2018 Michael Kyte Distinguished Lecture
How to Drive Success When Innovation/Disruption is the Norm
Sept. 27, 2018
The third annual Michael Kyte Distinguished Lecture brings to the U of I Moscow campus Crissy Fanganello, City Builder, Cultural Transformation and Transportation Professional and former Director of Transportation Mobility for the City of Denver.
Crissy Fanganello spent the last twelve plus years working in the public sector for the City & County of Denver’s Department of Public Works. She started as a senior city planner and was promoted to the Director of Policy, Planning & Sustainability in 2008 and again in 2014 to Denver’s first Director of Transportation and Mobility. In her last two roles, she elevated the importance of transportation planning, operations and investments toward a multimodal transportation transformation.
In partnership with Mayor Michael B. Hancock and his administration, transportation became a vehicle to improve mobility but also to improve the overall quality of life for Denver residents including access to education, services, employment and quite simply a better Denver. Overseeing transportation planning, engineering, operations, parking and mobility services citywide, Fanganello oversaw the policy, institutionalization and implementation of the city’s mobility vision including key initiatives such as Denver’s Mobility Action Plan, USDOT Smart City Challenge Grant Pursuit, Denver Moves Bikes, Transit, Pedestrian & Trails Plans, Denver’s Vision Zero Action Plan and the voter approved 2017 General Obligation Bond including $400M+ of transportation related projects.
As a strong believer that transportation professionals can and must raise the bar for how transportation systems function to move people and goods, she stresses that transportation improvements must positively contribute to the human fabric of a city. This belief complements her commitment to bring a multitude of disciplines and stakeholders together to define common goals and ultimately achieve the desired city vision and outcomes.
Fanganello brings her passion for transportation, innovation and leadership to her life and to her work. She always encourages people to feel empowered in their work, whether as a staff person or as a community member, and reminds people of their ability to make a difference every day regardless of where they sit on the org chart or what neighborhood they call home. Fanganello currently sits on the board for Denver Bike Sharing and recently completed time on the boards of the Denver Regional Council of Governments (DRCOG) and the National Association of City Transportation Officials (NACTO). She also served as President and board member for the Colorado Chapter of Women’s Transportation Seminar (WTS) International and was honored as the 2014 WTS Colorado Woman of the Year.

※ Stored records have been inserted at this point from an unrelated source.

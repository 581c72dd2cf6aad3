use thiserror::Error;

/// Errors that can occur while computing a tax result.
#[derive(Debug, Error)]
#[non_exhaustive]
pub enum PajakError {
    /// A required input field is missing, negative, or out of range.
    #[error("invalid input: {0}")]
    InvalidInput(ValidationError),

    /// A category key does not name any known rate.
    #[error("unknown {kind} category '{value}'")]
    UnknownCategory {
        /// Which table was consulted (e.g. "PPh 23").
        kind: &'static str,
        /// The rejected key.
        value: String,
    },

    /// A nested selector (construction phase or scale) was required but absent.
    #[error("{selector} must be specified for this income type")]
    MissingSelector {
        /// Name of the missing selector.
        selector: &'static str,
    },

    /// A date string could not be parsed.
    #[error("invalid date '{value}': {reason}")]
    InvalidDate {
        /// The rejected input.
        value: String,
        /// Why parsing failed.
        reason: String,
    },

    /// Rate tables or thresholds are inconsistent.
    #[error("configuration error: {0}")]
    Config(String),
}

impl PajakError {
    /// Shorthand for an [`PajakError::InvalidInput`] with a field and message.
    pub fn invalid(field: impl Into<String>, message: impl Into<String>) -> Self {
        Self::InvalidInput(ValidationError::new(field, message))
    }
}

/// A single input validation error with field path and message.
#[derive(Debug, Clone, PartialEq, Eq)]
pub struct ValidationError {
    /// Name of the offending input field (e.g. "gross_income").
    pub field: String,
    /// Human-readable error description.
    pub message: String,
}

impl std::fmt::Display for ValidationError {
    fn fmt(&self, f: &mut std::fmt::Formatter<'_>) -> std::fmt::Result {
        write!(f, "{}: {}", self.field, self.message)
    }
}

impl ValidationError {
    pub fn new(field: impl Into<String>, message: impl Into<String>) -> Self {
        Self {
            field: field.into(),
            message: message.into(),
        }
    }
}
//! # pajak
//!
//! Tax computation and validation engine for an Indonesian CV (Commanditaire
//! Vennootschap): PPh Final UMKM, PPh 21/22/23/4(2)/24/25, PPN, and NPWP
//! format validation.
//!
//! All monetary values use [`rust_decimal::Decimal`] — never floating point.
//! Calculators are pure functions: they take an input struct plus the
//! relevant section of [`TaxConfig`], and anything time-dependent takes
//! "today" as an argument.
//!
//! ## Quick Start
//!
//! ```rust
//! use chrono::NaiveDate;
//! use pajak::core::*;
//! use pajak::pph::*;
//! use rust_decimal_macros::dec;
//!
//! let config = TaxConfig::default();
//! let today = NaiveDate::from_ymd_opt(2026, 10, 18).unwrap();
//!
//! let input = PphFinalInput::new(dec!(1_000_000_000))
//!     .start_date(NaiveDate::from_ymd_opt(2024, 1, 1).unwrap());
//! let result = calculate_pph_final(&input, &config.pph_final, today).unwrap();
//! assert_eq!(result.tax_amount, dec!(3_000_000));
//! assert!(result.final_rate_applicable());
//!
//! let salary = Pph21Input::new(dec!(100_000_000));
//! assert_eq!(calculate_pph21(&salary, &config.pph21).unwrap().tax_amount, dec!(9_000_000));
//! ```
//!
//! ## Feature Flags
//!
//! | Feature | Description |
//! |---------|-------------|
//! | `core` (default) | Rate tables, configuration, errors, eligibility window |
//! | `pph` (default) | Income tax calculators |
//! | `ppn` (default) | VAT calculator |
//! | `npwp` (default) | NPWP format validation and formatting |
//! | `json` | `TaxConfig::from_json_str` |
//! | `all` | Everything |

#[cfg(feature = "core")]
pub mod core;

#[cfg(feature = "pph")]
pub mod pph;

#[cfg(feature = "ppn")]
pub mod ppn;

#[cfg(feature = "npwp")]
pub mod npwp;

// Re-export core types at crate root for convenience
#[cfg(feature = "core")]
pub use crate::core::*;
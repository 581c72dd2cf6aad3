//! PPh Pasal 22 — withholding on imports and certain purchases.

use std::fmt;
use std::str::FromStr;

use rust_decimal::Decimal;
use serde::{Deserialize, Serialize};

use super::withholding::{WithholdingResult, withhold};
use crate::core::{PajakError, Pph22Rates};

/// PPh 22 transaction categories.
#[derive(Debug, Clone, Copy, PartialEq, Eq, Hash, Serialize, Deserialize)]
#[serde(rename_all = "snake_case")]
pub enum Pph22Category {
    /// Import by a holder of an import license (API).
    Import,
    /// Import without an API.
    ImportNonApi,
    /// Goods purchased by government treasurers.
    Government,
    /// Fuel sold by Pertamina and other distributors.
    Fuel,
    /// Very luxurious goods.
    Luxury,
}

impl Pph22Category {
    pub const ALL: [Self; 5] = [
        Self::Import,
        Self::ImportNonApi,
        Self::Government,
        Self::Fuel,
        Self::Luxury,
    ];

    /// Stable key used by [`FromStr`] and serde.
    pub fn key(&self) -> &'static str {
        match self {
            Self::Import => "import",
            Self::ImportNonApi => "import_non_api",
            Self::Government => "government",
            Self::Fuel => "fuel",
            Self::Luxury => "luxury",
        }
    }

    /// Base rate (payee has an NPWP).
    pub fn rate(&self, rates: &Pph22Rates) -> Decimal {
        match self {
            Self::Import => rates.import_api,
            Self::ImportNonApi => rates.import_non_api,
            Self::Government => rates.government,
            Self::Fuel => rates.fuel,
            Self::Luxury => rates.luxury,
        }
    }
}

impl fmt::Display for Pph22Category {
    fn fmt(&self, f: &mut fmt::Formatter<'_>) -> fmt::Result {
        f.write_str(self.key())
    }
}

impl FromStr for Pph22Category {
    type Err = PajakError;

    fn from_str(s: &str) -> Result<Self, Self::Err> {
        let key = s.trim();
        Self::ALL
            .into_iter()
            .find(|c| c.key().eq_ignore_ascii_case(key))
            .ok_or_else(|| PajakError::UnknownCategory {
                kind: "PPh 22",
                value: s.into(),
            })
    }
}

/// PPh 22 calculation input.
#[derive(Debug, Clone, PartialEq, Serialize, Deserialize)]
pub struct Pph22Input {
    pub amount: Decimal,
    pub category: Pph22Category,
    pub has_tax_id: bool,
}

impl Pph22Input {
    /// Input for a payee with an NPWP.
    pub fn new(amount: Decimal, category: Pph22Category) -> Self {
        Self {
            amount,
            category,
            has_tax_id: true,
        }
    }

    pub fn has_tax_id(mut self, has_tax_id: bool) -> Self {
        self.has_tax_id = has_tax_id;
        self
    }
}

pub type Pph22Result = WithholdingResult<Pph22Category>;

/// Calculate PPh 22. The rate doubles (by default) when the payee has no NPWP.
pub fn calculate_pph22(input: &Pph22Input, rates: &Pph22Rates) -> Result<Pph22Result, PajakError> {
    rates.validate()?;
    withhold(
        "PPh 22",
        input.amount,
        input.category,
        input.category.rate(rates),
        input.has_tax_id,
        rates.no_npwp_multiplier,
    )
}
//! Shared rate tables, configuration, errors, and date windows.
//!
//! Every calculator in [`crate::pph`] and [`crate::ppn`] builds on these
//! types; nothing here depends on a specific tax article.

mod config;
mod error;
pub mod money;
pub mod rates;
mod window;

pub use config::*;
pub use error::*;
pub use money::{MAX_AMOUNT, round_rupiah};
pub use window::*;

About the Michael Kyte Lecture
The event honors University of Idaho Emeritus Professor of Civil Engineering Michael Kyte. Upon the retirement of Professor Michael Kyte in December of 2015, the newly hired Chair of the Department of Civil and Environmental Engineering, Patricia Colberg, established an annual lecture in Professor Kyte’s honor to acknowledge his professional accomplishments in the field of transportation engineering and his almost three decades of service as a highly respected and popular faculty member.
The annual lecture has been a success. It is well-received by students and faculty and provides insight and visibility into the field of transportation engineering. The Department’s vision is to eventually offer this event each year both on the Moscow campus and at one other location in the Pacific Northwest. The overall goal is to bring visibility and awareness about contemporary transportation issues to the university community, practicing engineers, and the general public. In addition, it is viewed as an opportunity to recruit and attract students to the transportation discipline and engage those interested in learning more about UI’s programs in civil engineering. The Department has established a fund to endow the Michael Kyte Distinguished Lecture with an initial goal of $50,000, which would provide funding to ensure the lecture will be supported in perpetuity.
Kyte's research focuses on traffic signal systems, highway capacity and transportation engineering education. He received his doctorate in civil engineering from the University of Iowa, masters in civil engineering from the University of California – Berkeley, and bachelor's in systems engineering from the University of California – Los Angeles.